(Extracted records)

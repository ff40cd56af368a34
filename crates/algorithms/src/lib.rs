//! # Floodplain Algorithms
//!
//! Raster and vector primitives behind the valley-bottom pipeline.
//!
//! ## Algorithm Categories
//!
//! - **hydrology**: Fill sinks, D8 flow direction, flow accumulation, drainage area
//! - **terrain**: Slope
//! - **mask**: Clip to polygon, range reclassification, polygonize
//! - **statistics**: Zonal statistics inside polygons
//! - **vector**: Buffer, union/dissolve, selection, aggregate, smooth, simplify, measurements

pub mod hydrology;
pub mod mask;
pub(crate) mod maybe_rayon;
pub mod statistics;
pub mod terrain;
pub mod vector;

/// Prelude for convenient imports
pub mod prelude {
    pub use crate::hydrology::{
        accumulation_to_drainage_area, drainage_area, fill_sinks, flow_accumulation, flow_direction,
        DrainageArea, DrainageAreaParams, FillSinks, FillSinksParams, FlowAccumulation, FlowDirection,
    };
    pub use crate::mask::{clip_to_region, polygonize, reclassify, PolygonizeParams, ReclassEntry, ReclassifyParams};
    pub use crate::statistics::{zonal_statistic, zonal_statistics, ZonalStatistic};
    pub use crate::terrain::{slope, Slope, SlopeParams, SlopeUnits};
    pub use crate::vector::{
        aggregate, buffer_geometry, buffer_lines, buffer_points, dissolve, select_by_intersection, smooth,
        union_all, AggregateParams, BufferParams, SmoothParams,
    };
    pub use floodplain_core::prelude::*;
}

* * *

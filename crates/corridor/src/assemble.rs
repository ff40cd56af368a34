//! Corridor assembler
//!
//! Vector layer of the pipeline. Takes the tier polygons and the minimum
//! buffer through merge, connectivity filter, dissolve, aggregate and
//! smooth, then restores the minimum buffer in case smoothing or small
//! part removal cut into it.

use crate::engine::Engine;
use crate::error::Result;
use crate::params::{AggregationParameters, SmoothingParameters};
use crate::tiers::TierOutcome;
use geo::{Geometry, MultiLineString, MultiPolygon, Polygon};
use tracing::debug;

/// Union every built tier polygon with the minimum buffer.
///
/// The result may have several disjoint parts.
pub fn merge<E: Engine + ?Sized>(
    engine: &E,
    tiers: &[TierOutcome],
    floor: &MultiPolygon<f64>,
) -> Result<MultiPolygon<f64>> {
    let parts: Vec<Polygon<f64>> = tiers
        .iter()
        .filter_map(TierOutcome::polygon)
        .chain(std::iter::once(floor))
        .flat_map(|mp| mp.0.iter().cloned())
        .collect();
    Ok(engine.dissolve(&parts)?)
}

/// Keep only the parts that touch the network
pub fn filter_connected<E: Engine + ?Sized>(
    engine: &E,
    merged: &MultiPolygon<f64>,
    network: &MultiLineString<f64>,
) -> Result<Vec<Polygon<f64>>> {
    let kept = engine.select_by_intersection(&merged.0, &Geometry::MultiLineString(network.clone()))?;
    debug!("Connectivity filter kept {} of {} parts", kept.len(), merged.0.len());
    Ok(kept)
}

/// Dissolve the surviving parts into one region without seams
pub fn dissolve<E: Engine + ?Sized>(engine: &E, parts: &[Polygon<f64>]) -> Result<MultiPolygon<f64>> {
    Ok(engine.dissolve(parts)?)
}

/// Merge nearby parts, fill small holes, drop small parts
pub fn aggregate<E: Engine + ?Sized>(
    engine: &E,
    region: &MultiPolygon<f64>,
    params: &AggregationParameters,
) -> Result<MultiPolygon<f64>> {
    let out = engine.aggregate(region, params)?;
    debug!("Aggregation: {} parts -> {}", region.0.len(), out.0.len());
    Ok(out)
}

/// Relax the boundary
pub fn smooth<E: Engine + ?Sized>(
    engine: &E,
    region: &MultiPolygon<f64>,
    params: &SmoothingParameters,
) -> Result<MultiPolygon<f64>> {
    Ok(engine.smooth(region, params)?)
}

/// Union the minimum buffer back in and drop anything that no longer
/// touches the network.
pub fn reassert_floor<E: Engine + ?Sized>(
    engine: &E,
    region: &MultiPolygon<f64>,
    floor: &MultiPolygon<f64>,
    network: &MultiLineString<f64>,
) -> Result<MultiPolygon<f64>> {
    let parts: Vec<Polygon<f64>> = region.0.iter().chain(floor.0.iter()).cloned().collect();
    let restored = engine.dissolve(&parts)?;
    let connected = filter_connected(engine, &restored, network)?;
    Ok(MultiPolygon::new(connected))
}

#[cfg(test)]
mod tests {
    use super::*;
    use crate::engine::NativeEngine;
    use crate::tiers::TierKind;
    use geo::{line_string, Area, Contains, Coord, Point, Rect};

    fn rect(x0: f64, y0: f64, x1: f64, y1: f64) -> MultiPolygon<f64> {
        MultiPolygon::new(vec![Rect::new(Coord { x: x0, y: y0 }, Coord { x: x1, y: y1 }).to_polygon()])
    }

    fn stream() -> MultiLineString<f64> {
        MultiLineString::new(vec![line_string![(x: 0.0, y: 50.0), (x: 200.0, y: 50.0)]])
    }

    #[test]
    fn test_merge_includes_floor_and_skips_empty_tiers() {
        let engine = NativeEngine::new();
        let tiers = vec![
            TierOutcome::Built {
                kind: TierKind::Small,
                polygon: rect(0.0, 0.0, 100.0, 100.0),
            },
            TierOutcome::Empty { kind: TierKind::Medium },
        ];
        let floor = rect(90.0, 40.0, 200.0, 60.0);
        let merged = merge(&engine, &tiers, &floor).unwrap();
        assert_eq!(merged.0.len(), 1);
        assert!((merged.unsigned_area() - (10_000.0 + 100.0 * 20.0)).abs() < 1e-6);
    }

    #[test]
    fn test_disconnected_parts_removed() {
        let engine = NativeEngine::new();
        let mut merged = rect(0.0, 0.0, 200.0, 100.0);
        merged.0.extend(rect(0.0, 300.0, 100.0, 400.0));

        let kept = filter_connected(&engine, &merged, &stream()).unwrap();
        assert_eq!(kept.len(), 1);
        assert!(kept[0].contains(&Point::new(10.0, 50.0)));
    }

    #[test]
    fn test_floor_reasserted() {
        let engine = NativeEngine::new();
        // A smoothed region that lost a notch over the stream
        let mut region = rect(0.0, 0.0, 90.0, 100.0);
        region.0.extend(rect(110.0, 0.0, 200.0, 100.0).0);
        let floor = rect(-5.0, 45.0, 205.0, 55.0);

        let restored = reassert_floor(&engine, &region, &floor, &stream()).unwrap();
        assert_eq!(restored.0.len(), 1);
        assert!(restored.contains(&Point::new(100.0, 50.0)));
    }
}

GOAL OF THE EXERCISE:
Copy out each line from the preceding entries that mentions the word "stream".

RESULT OF THIS EXERCISE:
    fn stream() -> MultiLineString<f64> {
        let kept = filter_connected(&engine, &merged, &stream()).unwrap();
        // A smoothed region that lost a notch over the stream
        let restored = reassert_floor(&engine, &region, &floor, &stream()).unwrap();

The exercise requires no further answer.